* _WHAT THE TASK ASKS_
All that is needed is the number of lines in the records that contain the word "DocumentRequest", stated without anything else.

(Stored items)
____________________

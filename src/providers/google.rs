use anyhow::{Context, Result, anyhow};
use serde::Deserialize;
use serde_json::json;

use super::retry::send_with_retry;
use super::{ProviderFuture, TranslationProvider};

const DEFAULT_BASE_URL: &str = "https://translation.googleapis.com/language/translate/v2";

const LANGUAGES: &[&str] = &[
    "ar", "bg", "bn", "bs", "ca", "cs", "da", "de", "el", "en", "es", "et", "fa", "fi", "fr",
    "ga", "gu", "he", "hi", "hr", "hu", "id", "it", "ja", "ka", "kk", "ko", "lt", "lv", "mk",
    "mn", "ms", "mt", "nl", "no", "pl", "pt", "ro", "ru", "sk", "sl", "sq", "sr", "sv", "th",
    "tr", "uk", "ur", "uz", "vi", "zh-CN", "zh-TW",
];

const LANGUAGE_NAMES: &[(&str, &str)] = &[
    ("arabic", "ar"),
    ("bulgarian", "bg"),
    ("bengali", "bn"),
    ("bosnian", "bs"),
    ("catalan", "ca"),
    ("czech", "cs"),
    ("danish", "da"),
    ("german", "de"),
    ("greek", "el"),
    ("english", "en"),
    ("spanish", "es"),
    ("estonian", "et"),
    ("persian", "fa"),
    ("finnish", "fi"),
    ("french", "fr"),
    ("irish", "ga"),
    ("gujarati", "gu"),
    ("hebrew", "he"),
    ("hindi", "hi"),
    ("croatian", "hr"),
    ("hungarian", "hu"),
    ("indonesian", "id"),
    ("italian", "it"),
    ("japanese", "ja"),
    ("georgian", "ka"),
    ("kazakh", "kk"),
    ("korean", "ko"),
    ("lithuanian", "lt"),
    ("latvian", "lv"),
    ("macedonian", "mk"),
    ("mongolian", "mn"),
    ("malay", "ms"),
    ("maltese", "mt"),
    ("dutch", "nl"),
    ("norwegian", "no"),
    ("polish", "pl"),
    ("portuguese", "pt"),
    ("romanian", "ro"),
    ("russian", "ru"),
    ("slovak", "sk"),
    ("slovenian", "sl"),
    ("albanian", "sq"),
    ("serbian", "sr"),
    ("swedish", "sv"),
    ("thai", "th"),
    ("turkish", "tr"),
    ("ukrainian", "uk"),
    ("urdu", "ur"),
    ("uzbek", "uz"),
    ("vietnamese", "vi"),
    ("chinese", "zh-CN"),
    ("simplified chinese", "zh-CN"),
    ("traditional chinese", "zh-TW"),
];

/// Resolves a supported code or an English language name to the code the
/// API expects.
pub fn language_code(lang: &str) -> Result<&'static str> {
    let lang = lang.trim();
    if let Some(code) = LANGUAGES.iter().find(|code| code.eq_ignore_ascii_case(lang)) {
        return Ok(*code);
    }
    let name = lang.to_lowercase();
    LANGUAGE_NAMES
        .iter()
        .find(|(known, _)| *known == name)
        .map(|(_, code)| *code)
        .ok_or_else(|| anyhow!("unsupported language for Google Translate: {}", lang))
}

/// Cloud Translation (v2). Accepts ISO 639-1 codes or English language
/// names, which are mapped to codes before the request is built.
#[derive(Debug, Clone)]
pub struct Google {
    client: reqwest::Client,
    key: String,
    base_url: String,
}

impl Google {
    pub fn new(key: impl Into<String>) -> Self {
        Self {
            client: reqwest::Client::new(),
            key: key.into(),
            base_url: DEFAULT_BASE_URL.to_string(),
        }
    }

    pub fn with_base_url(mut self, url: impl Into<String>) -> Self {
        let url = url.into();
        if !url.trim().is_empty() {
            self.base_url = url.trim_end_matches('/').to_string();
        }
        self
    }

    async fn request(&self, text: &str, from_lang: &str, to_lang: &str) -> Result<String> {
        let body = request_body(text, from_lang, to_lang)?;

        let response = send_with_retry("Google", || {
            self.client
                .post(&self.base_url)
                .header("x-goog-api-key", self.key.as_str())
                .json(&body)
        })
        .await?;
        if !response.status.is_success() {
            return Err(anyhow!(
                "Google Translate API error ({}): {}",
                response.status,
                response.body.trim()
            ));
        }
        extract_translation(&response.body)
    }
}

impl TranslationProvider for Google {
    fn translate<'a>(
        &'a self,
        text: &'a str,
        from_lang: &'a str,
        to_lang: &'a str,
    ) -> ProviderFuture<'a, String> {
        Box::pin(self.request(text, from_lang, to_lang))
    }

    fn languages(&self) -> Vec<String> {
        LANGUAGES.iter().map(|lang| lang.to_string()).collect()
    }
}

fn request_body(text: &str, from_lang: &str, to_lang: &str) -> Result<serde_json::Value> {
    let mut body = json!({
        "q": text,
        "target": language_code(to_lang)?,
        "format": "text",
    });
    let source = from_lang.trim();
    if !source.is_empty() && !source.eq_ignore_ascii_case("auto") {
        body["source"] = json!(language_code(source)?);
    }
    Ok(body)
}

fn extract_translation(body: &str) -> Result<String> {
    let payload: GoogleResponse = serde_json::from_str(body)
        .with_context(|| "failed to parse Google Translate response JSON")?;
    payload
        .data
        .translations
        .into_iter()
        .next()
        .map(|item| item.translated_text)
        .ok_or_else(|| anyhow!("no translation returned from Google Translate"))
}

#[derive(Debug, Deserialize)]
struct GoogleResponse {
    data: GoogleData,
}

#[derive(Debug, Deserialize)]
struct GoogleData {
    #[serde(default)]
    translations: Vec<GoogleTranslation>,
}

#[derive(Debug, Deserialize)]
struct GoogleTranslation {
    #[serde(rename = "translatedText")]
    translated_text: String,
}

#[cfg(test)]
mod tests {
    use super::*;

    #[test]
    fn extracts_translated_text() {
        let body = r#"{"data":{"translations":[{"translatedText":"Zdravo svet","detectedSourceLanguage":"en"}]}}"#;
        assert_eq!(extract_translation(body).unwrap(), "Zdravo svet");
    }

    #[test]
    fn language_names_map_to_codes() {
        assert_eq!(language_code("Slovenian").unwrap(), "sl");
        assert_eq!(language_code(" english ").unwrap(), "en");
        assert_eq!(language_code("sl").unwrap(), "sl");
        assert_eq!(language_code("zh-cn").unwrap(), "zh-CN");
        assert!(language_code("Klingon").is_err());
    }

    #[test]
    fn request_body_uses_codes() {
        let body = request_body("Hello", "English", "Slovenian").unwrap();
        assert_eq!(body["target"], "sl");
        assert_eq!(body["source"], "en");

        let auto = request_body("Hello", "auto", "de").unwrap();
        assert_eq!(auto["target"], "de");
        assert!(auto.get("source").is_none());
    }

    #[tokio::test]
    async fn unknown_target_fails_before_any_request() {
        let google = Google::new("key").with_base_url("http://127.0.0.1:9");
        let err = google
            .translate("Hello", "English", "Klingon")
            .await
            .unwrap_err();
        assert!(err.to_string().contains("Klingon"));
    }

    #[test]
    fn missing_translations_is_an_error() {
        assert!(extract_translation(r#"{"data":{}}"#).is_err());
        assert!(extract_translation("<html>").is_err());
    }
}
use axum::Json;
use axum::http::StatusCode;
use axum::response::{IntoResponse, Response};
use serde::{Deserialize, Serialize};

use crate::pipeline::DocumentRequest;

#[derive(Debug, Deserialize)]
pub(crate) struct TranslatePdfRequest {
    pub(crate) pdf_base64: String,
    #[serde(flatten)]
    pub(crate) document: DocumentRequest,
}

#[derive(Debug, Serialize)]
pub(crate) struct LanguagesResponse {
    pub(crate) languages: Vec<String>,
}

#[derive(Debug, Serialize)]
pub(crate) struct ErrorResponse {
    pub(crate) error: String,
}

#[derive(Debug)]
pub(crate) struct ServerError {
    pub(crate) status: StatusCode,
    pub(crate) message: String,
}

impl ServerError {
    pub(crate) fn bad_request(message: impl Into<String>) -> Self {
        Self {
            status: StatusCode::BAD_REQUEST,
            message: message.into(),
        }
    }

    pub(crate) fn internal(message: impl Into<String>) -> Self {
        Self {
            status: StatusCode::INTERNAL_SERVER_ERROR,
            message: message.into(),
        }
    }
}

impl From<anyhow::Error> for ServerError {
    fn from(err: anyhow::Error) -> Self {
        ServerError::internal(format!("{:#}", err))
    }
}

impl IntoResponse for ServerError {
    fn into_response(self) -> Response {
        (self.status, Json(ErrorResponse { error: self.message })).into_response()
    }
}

____________________

* _RESULT OF THE TASK_
2